Caulfield writes, “Despite Apple’s movie rental push, Blockbuster and Netflix won’t disappear tomorrow… Still, their days might be numbered: The iPod has killed before. It will kill again.”

Full article here.

40 Comments

  1. Most people are not going to watch FULL-LENGTH rental movies on an iPod. Apple’s advantage here is not the installed base of iPods, but the installed base of iTunes software. If Apple does release an iTunes video rental service at MacWorld, Apple TV is sure to become much more prominent in Apple’s product line-up and marketing.

  2. In addition, Apple has the most elegant and graceful foundation for allowing most of us to access content. These days I seldom go upstairs to the living room to watch television or a movie on the giant flatscreen HDTV.

    Instead I watch it on my computer. I’m always downstairs working. So I have work up on one monitor and video up on another.

    I believe though that Netflix compliments my lifestyle. A movie comes in the mail, I pop it into the machine, rip it, put it back in the envelope and send it back to Nextflix.

    Someday I might even get around to watching it.

  3. I agree with G Spank, however, I think that at a certain point, even the HD won’t be necessary. The video will be stored on massive Apple servers and simply streamed to the masses of hungry eyes out there.

  4. ken1w,
    While I agree that “most people” won’t watch full length movies on an ipod…I think you’d be quite surprised at how many
    1. Watch them while travelling or in transit
    2. Watch them on a television with some simple cables
    3. Watch them through Apple TV
    4. Watch them on an iPhone
    5. WILL watch them on their computer and/or Apple Tablet

    My dentist for example has a PC laptop and an iPhone. He travels all the time (his bills to me are high!)…and watches movies on his iPhone. It’s actually not a bad experience (the audio makes a huge difference).

    It’s really not about “most people” in a fractured media environment. After all most people won’t do a lot of things that seem to do incredibly well financially. It’s about ENOUGH people.

  5. Netflix has already killed the corner video store.

    The question is, will Apple kill Netflix?

    Not until the network to the home gets much faster.

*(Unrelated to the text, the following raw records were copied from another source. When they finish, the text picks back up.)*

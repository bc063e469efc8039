//! Build configuration.

use crate::backend::DomId;
use crate::error::{Error, Result};
use crate::memory::MemoryLayout;
use crate::shared::MAX_VIRT_CPUS;

/// Parameters of one guest build.
#[derive(Debug, Clone, PartialEq, Eq)]
pub struct BuildConfig {
    /// Domain to populate. It must already exist.
    pub domid: DomId,
    /// Guest memory in megabytes.
    pub memory_mb: u32,
    pub vcpus: u32,
    pub pae: bool,
    pub acpi: bool,
    pub apic: bool,
    /// Event channel of the store connection.
    pub store_evtchn: u32,
}

impl BuildConfig {
    /// Start configuring a build for `domid`.
    pub fn builder(domid: DomId) -> BuildConfigBuilder {
        BuildConfigBuilder::new(domid)
    }

    /// Check the memory size and vCPU count.
    pub fn validate(&self) -> Result<()> {
        MemoryLayout::new(self.memory_mb)?;
        if self.vcpus == 0 || self.vcpus > MAX_VIRT_CPUS {
            return Err(Error::InvalidVcpuCount(self.vcpus));
        }
        Ok(())
    }
}

/// Builder for [`BuildConfig`].
///
/// # Example
///
/// ```rust
/// use hvmbuild::BuildConfig;
///
/// let config = BuildConfig::builder(7)
///     .memory_mb(256)
///     .vcpus(2)
///     .acpi(true)
///     .apic(true)
///     .build()?;
/// assert_eq!(config.memory_mb, 256);
/// # Ok::<(), hvmbuild::Error>(())
/// ```
#[derive(Debug, Clone)]
pub struct BuildConfigBuilder {
    domid: DomId,
    memory_mb: Option<u32>,
    vcpus: Option<u32>,
    pae: bool,
    acpi: bool,
    apic: bool,
    store_evtchn: u32,
}

impl BuildConfigBuilder {
    pub fn new(domid: DomId) -> Self {
        Self {
            domid,
            memory_mb: None,
            vcpus: None,
            pae: false,
            acpi: false,
            apic: false,
            store_evtchn: 0,
        }
    }

    /// Set the amount of guest memory in megabytes.
    ///
    /// Default: 128 MB
    pub fn memory_mb(mut self, mb: u32) -> Self {
        self.memory_mb = Some(mb);
        self
    }

    /// Set the number of virtual CPUs.
    ///
    /// Default: 1
    pub fn vcpus(mut self, count: u32) -> Self {
        self.vcpus = Some(count);
        self
    }

    pub fn pae(mut self, enabled: bool) -> Self {
        self.pae = enabled;
        self
    }

    pub fn acpi(mut self, enabled: bool) -> Self {
        self.acpi = enabled;
        self
    }

    pub fn apic(mut self, enabled: bool) -> Self {
        self.apic = enabled;
        self
    }

    pub fn store_evtchn(mut self, port: u32) -> Self {
        self.store_evtchn = port;
        self
    }

    /// Validate and produce the configuration.
    pub fn build(self) -> Result<BuildConfig> {
        let config = BuildConfig {
            domid: self.domid,
            memory_mb: self.memory_mb.unwrap_or(128),
            vcpus: self.vcpus.unwrap_or(1),
            pae: self.pae,
            acpi: self.acpi,
            apic: self.apic,
            store_evtchn: self.store_evtchn,
        };
        config.validate()?;
        Ok(config)
    }
}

And for many of us, the network is provided by the cable TV companies.

    The fight shall be interesting.

  6. The decline of the video store at the corner happened long ago. It occurred when the small mom and pop shops got put out of business and stores like Block Buster started littering the landscape and pasteurizing the content of the classics and new releases by eradicating scenes they deemed to be not PC or unfit for consumption by the “Moral Majority”. For my money…a pox on those guys and their selective use of content. They never gave people a choice. If Apple does do this rental deal , I suspect they will continue with the format of giving the customer a choice of “Explicit ” or “Pasteurized”. Just once I’d like to rent a video and see it as it was actually released, warts and all.

  7. I just don’t get it when people say the network to the home needs to be faster before Netflix has to worry about this. My movie downloads from iTunes average about three hours or less on a cable modem.

    How long does it take for Netflix to mail a DVD to your house? Can they do this in three hours? What am I missing here?